Mar 29, 2022 - Economy & Business

Lee quietly slashes jobs following hostile takeover attempt

Illustration of a skull and bones made out of newspaper
Illustration: Sarah Grillo/Axios

Lee Enterprises has been quietly laying off top editors and other staff across its local papers. The cost-cutting moves come after an unsolicited takeover bid from Alden Global Capital, a hedge fund known for consolidating local news for profit.

Why it matters: Journalists at Lee-owned papers across the U.S. say that at this point, they don't know whether staying independent or a hedge fund takeover is worse. "If Alden is a cancer on journalism, Lee is COVID, MRSA and SARS," one former editor told Axios.

Data: Yahoo! Finance; Chart: Axios Visuals
Data: Yahoo! Finance; Chart: Axios Visuals

Details: At least eight staffers — many of them top editors — have been laid off across five newsrooms in the past two months at various local papers owned by Lee, one of the last remaining independent local newspaper companies.

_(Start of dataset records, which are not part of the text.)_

use crate::calibration::cvap::{CvapConfig, CvapPredictor};
use crate::calibration::venn_abers::VennAbersCalibrator;
use crate::context::Context;
use crate::data::{read_csv_dataset, Dataset};
use crate::metrics::evaluation::EvaluationMetric;
use crate::metrics::probabilistic::{Brier, LogLoss};
use crate::model::{Classifier, ScoringModel};
use crate::models::NearestCentroid;

fn blobs() -> (Dataset, Dataset) {
    let mut records = read_csv_dataset("resources/blobs.csv", "label").records;
    let test = records.split_off(300);
    (Dataset::new(records), Dataset::new(test))
}

#[test]
fn test_venn_abers_on_centroid_scores() {
    let (train, test) = blobs();
    let (proper, calibration) = train.records.split_at(200);
    let mut model = NearestCentroid::new();
    model.fit(proper).unwrap();

    let score = |r: &crate::data::DataRecord| {
        let scores = model.predict_scores(&r.features).unwrap();
        scores[&1] - scores[&0]
    };
    let scores: Vec<f64> = calibration.iter().map(score).collect();
    let labels: Vec<bool> = calibration.iter().map(|r| r.label == 1.0).collect();
    let calibrator = VennAbersCalibrator::fit_labels(&scores, &labels).unwrap();

    let mut previous: Option<(f64, f64)> = None;
    let mut test_scores: Vec<f64> = test.records.iter().map(score).collect();
    test_scores.sort_by(f64::total_cmp);
    for s in test_scores {
        let interval = calibrator.predict(s).unwrap();
        assert!(interval.p0 <= interval.p1);
        assert!((0.0..=1.0).contains(&interval.p0) && (0.0..=1.0).contains(&interval.p1));
        if let Some((p0, p1)) = previous {
            assert!(interval.p0 >= p0 - 1e-12 && interval.p1 >= p1 - 1e-12);
        }
        previous = Some((interval.p0, interval.p1));
    }
}

#[test]
fn test_cvap_beats_uninformed_forecast() {
    let (train, test) = blobs();
    let mut cvap = CvapPredictor::new(NearestCentroid::new(), CvapConfig::default()).unwrap();
    cvap.train(&train, &Context::new(5)).unwrap();
    assert!(cvap.is_trained());

    let mut log_loss = LogLoss::new();
    let mut brier = Brier::new();
    for r in &test.records {
        let prediction = cvap.predict(&r.features).unwrap();
        let total: f64 = prediction.probabilities.values().sum();
        assert!((total - 1.0).abs() < 1e-9);
        log_loss.add_prediction(r.label, &prediction).unwrap();
        brier.add_prediction(r.label, &prediction).unwrap();
    }
    // a constant forecast of one half scores ln 2 and 0.5
    assert!(log_loss.value().unwrap() < 2f64.ln());
    assert!(brier.value().unwrap() < 0.5);
}
pub const DEFAULT_SEED: u64 = 42;
pub const DEFAULT_NUM_MODELS: usize = 10;
pub const DEFAULT_NUM_FOLDS: usize = 10;
pub const DEFAULT_CALIBRATION_RATIO: f64 = 0.2;
pub const DEFAULT_GRADIENT_STEPSIZE: f64 = 0.01;
pub const DEFAULT_NORMALIZATION_BETA: f64 = 0.01;
pub const MIN_NUM_FOLDS: usize = 2;
// Multiplier used to decorrelate per-split seeds (golden ratio, 64 bit).
pub const SEED_MIX: u64 = 0x9E37_79B9_7F4A_7C15;
// Floor used before taking logarithms of absolute residuals.
pub const LOG_RESIDUAL_FLOOR: f64 = 1e-8;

  • The Richmond Times-Dispatch lost three staffers to layoffs in mid-February (Disclosure: One of those staffers currently works on a part-time basis for Axios).
  • The Bristol Herald Courier laid off its city editor in early February.
  • The Omaha World-Herald laid off at least two editors in February.
  • The Greensboro News and Record and the Winston-Salem Journal's executive editor was laid off in February, according to two sources familiar with the situation.
  • The Free Lance-Star lost its executive editor. A new managing editor was announced shortly after. Lee never publicly acknowledged the cut.

Catch up quick: Alden first presented a hostile takeover bid for Lee last November, sparking panic among journalists, local news advocates and regulators.

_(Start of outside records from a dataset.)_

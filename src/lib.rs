// Modules
pub mod calibration;
pub mod conformal;
pub mod constants;
pub mod context;
pub mod data;
pub mod errors;
pub mod metrics;
pub mod model;
pub mod models;
pub mod ncm;
pub mod pvalue;
pub mod sampler;
pub mod utils;

// Individual classes, and functions
pub use calibration::cvap::{CvapConfig, CvapPredictor};
pub use calibration::venn_abers::VennAbersCalibrator;
pub use conformal::{AcpClassifier, AcpConfig, AcpRegressor, AggregationStrategy, TcpClassifier};
pub use context::{CancellationToken, Context};
pub use data::{DataRecord, Dataset, FeatureVector};
pub use errors::ConformalError;
pub use model::{Classifier, Regressor, ScoringModel};
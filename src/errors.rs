//! Errors
//!
//! Custom error types used throughout the `conformist` crate.
use thiserror::Error;

/// Errors that can occur while training or predicting with a conformal predictor.
#[derive(Debug, Error)]
pub enum ConformalError {
    /// First value is the name of the parameter, second is expected, third is what was passed.
    #[error("Invalid parameter value passed for {0}, expected {1} but {2} provided.")]
    InvalidParameter(String, String, String),
    /// Invalid value parsing.
    #[error("Invalid value {0} passed for {1}, expected one of {2}.")]
    ParseString(String, String, String),
    /// The requested combination of components can not work together.
    #[error("Unsupported configuration: {0}")]
    Unsupported(String),
    /// Predict, gradient or state export was requested before training.
    #[error("The {0} has not been trained, call train first.")]
    NotTrained(String),
    /// The dataset passed for training holds no records.
    #[error("The dataset is empty.")]
    EmptyDataset,
    /// The data can not be used for the requested operation.
    #[error("Invalid data: {0}")]
    DataValidation(String),
    /// A nonconformity score was NaN or infinite.
    #[error("Non-finite nonconformity score {0} encountered.")]
    NonFiniteScore(f64),
    /// Too few sub-models could be trained in an aggregated predictor.
    #[error("Only {trained} sub-models trained successfully, at least {required} are required.")]
    InsufficientModels { trained: usize, required: usize },
    /// A computation produced output that violates its own post-conditions.
    #[error("Internal invariant violated: {0}. This is a bug, please report it.")]
    InternalInvariant(String),
    /// The operation was cancelled through the context's cancellation token.
    #[error("The operation was cancelled.")]
    Cancelled,
    /// Unable to build the worker pool.
    #[error("Unable to build thread pool: {0}")]
    ThreadPool(String),
    /// Unable to serialize state.
    #[error("Unable to write state: {0}")]
    UnableToWrite(String),
    /// Unable to deserialize state.
    #[error("Unable to read state: {0}")]
    UnableToRead(String),
}

impl ConformalError {
    /// Configuration errors are raised before any training starts.
    pub fn is_configuration(&self) -> bool {
        matches!(
            self,
            ConformalError::InvalidParameter(..) | ConformalError::ParseString(..) | ConformalError::Unsupported(_)
        )
    }

    /// Data errors point at the dataset rather than the configuration or the code.
    pub fn is_data(&self) -> bool {
        matches!(
            self,
            ConformalError::EmptyDataset | ConformalError::DataValidation(_) | ConformalError::NonFiniteScore(_)
        )
    }
}
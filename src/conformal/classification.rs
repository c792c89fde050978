//! Aggregated conformal classification
//!
//! Every split trains one clone of the nonconformity measure on its proper-training
//! records and scores its calibration records under their true labels. A new example
//! gets one p-value per label and sub-model; the configured strategy combines them.
use crate::conformal::ensemble::{train_one, Ensemble};
use crate::conformal::gradient::{finite_difference, SparseGradient};
use crate::conformal::{gradient_stepsize, AcpConfig, AggregationStrategy, StateIO};
use crate::context::Context;
use crate::data::{class_label, Dataset, FeatureVector};
use crate::errors::ConformalError;
use crate::ncm::ClassificationNcm;
use crate::pvalue::{self, CalibrationSet};
use crate::sampler::{Sampler, TrainSplit};
use serde::{Deserialize, Serialize};
use std::collections::{BTreeMap, BTreeSet};

const NAME: &str = "AcpClassifier";

#[derive(Debug)]
struct ClassificationSlot<N> {
    ncm: N,
    calibration: CalibrationSet,
}

/// Plain calibration state of an [`AcpClassifier`], one entry per split.
#[derive(Serialize, Deserialize, Clone, Debug, PartialEq)]
pub struct AcpClassifierState {
    pub labels: BTreeSet<i32>,
    pub calibrations: Vec<Option<CalibrationSet>>,
}

impl StateIO for AcpClassifierState {}

/// Aggregated conformal classifier.
#[derive(Debug)]
pub struct AcpClassifier<N: ClassificationNcm> {
    pub cfg: AcpConfig,
    prototype: N,
    labels: BTreeSet<i32>,
    ensemble: Ensemble<ClassificationSlot<N>>,
}

fn fit_slot<N: ClassificationNcm>(
    prototype: &N,
    split: TrainSplit,
    labels: &BTreeSet<i32>,
) -> Result<ClassificationSlot<N>, ConformalError> {
    let mut ncm = prototype.clone_untrained();
    ncm.fit(&split.proper_training)?;
    if let Some(missing) = labels.iter().find(|l| !ncm.labels().contains(l)) {
        return Err(ConformalError::DataValidation(format!(
            "label {} is absent from the proper-training set",
            missing
        )));
    }
    let observed = split
        .calibration
        .iter()
        .map(|r| class_label(r.label))
        .collect::<Result<BTreeSet<i32>, ConformalError>>()?;
    if observed.len() < 2 {
        return Err(ConformalError::DataValidation(
            "the calibration set holds a single class".to_string(),
        ));
    }
    let scores = split
        .calibration
        .iter()
        .map(|r| ncm.score(&r.features, class_label(r.label)?))
        .collect::<Result<Vec<f64>, ConformalError>>()?;
    let calibration = CalibrationSet::new(&scores)?;
    Ok(ClassificationSlot { ncm, calibration })
}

  • Lee quickly enacted a "poison pill," a corporate tactic to give Lee shareholders more time to review Alden's proposal.
  • In response, Alden quickly tried to nominate directors to Lee's board, which Lee promptly rejected. A court upheld Lee's decision in February. Lee's shareholders reelected all three of Lee's board nominees at its March shareholders meeting.
  • Alden's reputation for gutting newsrooms includes laying off nearly one-third of the Denver Post's newsroom in 2018 and implementing steep buyouts after acquiring the Chicago Tribune in 2021.

Be smart: In its Feb. 3 investor presentation, Lee didn't mention the hedge fund's reputation for dismantling entire newsrooms but noted "Alden is viewed skeptically by newsrooms, journalists and newspaper staffers across the industry, and Lee's employees are concerned about their futures."

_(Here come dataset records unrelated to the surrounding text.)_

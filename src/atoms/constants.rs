// ── LeadScout Atoms: Constants ─────────────────────────────────────────────
// All named defaults for the crate live here.
// Rationale: collecting constants in one place eliminates magic numbers and
// keeps every tunable auditable next to its env-var override name.

// ── Quota governance ───────────────────────────────────────────────────────
// The hourly ceiling matches the upstream pacing we can sustain without
// tripping anti-automation heuristics; the daily ceiling is a backstop.
pub(crate) const DEFAULT_HOURLY_CAP: u64 = 30;
pub(crate) const DEFAULT_DAILY_CAP: u64 = 200;

/// Hour-bucket counters expire one window after creation.
pub(crate) const HOUR_BUCKET_TTL_SECS: u64 = 3_600;
/// Day-bucket counters expire one window after creation.
pub(crate) const DAY_BUCKET_TTL_SECS: u64 = 86_400;

/// How long a caller stays paused after an upstream challenge.
pub(crate) const DEFAULT_PAUSE_TTL_SECS: u64 = 86_400;

// ── Retry policy ───────────────────────────────────────────────────────────
pub(crate) const DEFAULT_MAX_RETRIES: u32 = 2;
pub(crate) const DEFAULT_BACKOFF_BASE_MS: u64 = 1_000;

// ── Discovery query shape ──────────────────────────────────────────────────
/// Shared emission budget across all tags in one query.
pub(crate) const DEFAULT_LEAD_CAP: usize = 20;
/// Media requested per hashtag per query.
pub(crate) const DEFAULT_MEDIA_PER_TAG: u32 = 15;
/// At most this many hashtags are scanned per query.
pub(crate) const MAX_TAGS_PER_QUERY: usize = 3;

// ── Environment variable names (config overrides) ──────────────────────────
pub(crate) const ENV_CIPHER_KEY: &str = "LEADSCOUT_CIPHER_KEY";
pub(crate) const ENV_DATA_DIR: &str = "LEADSCOUT_DATA_DIR";
pub(crate) const ENV_HOURLY_CAP: &str = "LEADSCOUT_HOURLY_CAP";
pub(crate) const ENV_DAILY_CAP: &str = "LEADSCOUT_DAILY_CAP";
pub(crate) const ENV_PAUSE_TTL_SECS: &str = "LEADSCOUT_PAUSE_TTL_SECS";
pub(crate) const ENV_MAX_RETRIES: &str = "LEADSCOUT_MAX_RETRIES";
pub(crate) const ENV_BACKOFF_BASE_MS: &str = "LEADSCOUT_BACKOFF_BASE_MS";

Between the lines: Former and current staffers of Lee-owned papers suggested to Axios that Lee is using Alden's track record of buyouts and cuts to try to dissuade investors from approving a hostile takeover, even though Lee itself has cut from its newsrooms in recent years.

  • Lee laid off at least 70 staffers, many in editorial, across several states amid the pandemic, in addition to implementing furloughs and cost-cutting measures, according to Poynter.
  • Former Lee employees told Axios and have publicly expressed their frustration over payouts to Lee management amid the newsroom cuts.
  • The Omaha World-Herald Guild tweeted, "Rational folks would be right to question why Lee is dolling out that much money to executives during a hostile takeover attempt, let alone while they gut newsroom and newspapers."

By the numbers: Alden offered to acquire Lee for $24 per share, a 30% premium on Lee's share price at market close the previous business day before Alden's initial proposal.

  • Following Alden's hostile takeover bid, Lee's stock skyrocketed to a high of $43.21 in January.
  • But today, Lee trades at $26 per share — just two dollars north of Alden's bid, which it hasn't budged on.

The big picture: Over the past two quarters, Lee's quarterly revenues have either declined or grown modestly compared to the prior year, while compensation continues to grow.

  • Lee declined to comment for this story.